**Required work**
Copy each line of the records that holds the string "Duration".
* * * *
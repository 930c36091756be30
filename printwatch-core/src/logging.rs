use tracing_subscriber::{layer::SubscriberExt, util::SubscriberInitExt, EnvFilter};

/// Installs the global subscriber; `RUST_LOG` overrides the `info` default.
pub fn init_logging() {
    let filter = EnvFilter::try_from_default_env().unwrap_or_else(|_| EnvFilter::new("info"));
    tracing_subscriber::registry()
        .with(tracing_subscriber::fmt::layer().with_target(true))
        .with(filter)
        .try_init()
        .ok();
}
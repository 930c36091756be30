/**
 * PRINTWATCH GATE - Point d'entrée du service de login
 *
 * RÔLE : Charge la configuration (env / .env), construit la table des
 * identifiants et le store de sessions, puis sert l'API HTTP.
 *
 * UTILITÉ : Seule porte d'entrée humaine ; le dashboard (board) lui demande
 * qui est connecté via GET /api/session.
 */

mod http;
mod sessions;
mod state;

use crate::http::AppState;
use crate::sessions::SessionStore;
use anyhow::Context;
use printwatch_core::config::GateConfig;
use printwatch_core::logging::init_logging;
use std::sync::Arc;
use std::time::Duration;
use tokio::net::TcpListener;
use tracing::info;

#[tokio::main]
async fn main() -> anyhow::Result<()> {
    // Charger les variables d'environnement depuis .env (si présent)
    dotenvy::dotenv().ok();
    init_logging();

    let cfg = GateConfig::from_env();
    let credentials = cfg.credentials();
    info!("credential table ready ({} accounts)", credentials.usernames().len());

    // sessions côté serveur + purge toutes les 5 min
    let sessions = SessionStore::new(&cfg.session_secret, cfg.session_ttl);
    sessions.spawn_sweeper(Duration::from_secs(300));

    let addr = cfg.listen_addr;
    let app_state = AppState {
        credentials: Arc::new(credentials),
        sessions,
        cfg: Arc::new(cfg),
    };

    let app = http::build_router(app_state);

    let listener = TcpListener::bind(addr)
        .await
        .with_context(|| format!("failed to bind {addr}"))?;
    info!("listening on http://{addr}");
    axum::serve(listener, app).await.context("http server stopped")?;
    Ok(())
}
* * * *
**Completed task**
use std::time::Duration;
    sessions.spawn_sweeper(Duration::from_secs(300));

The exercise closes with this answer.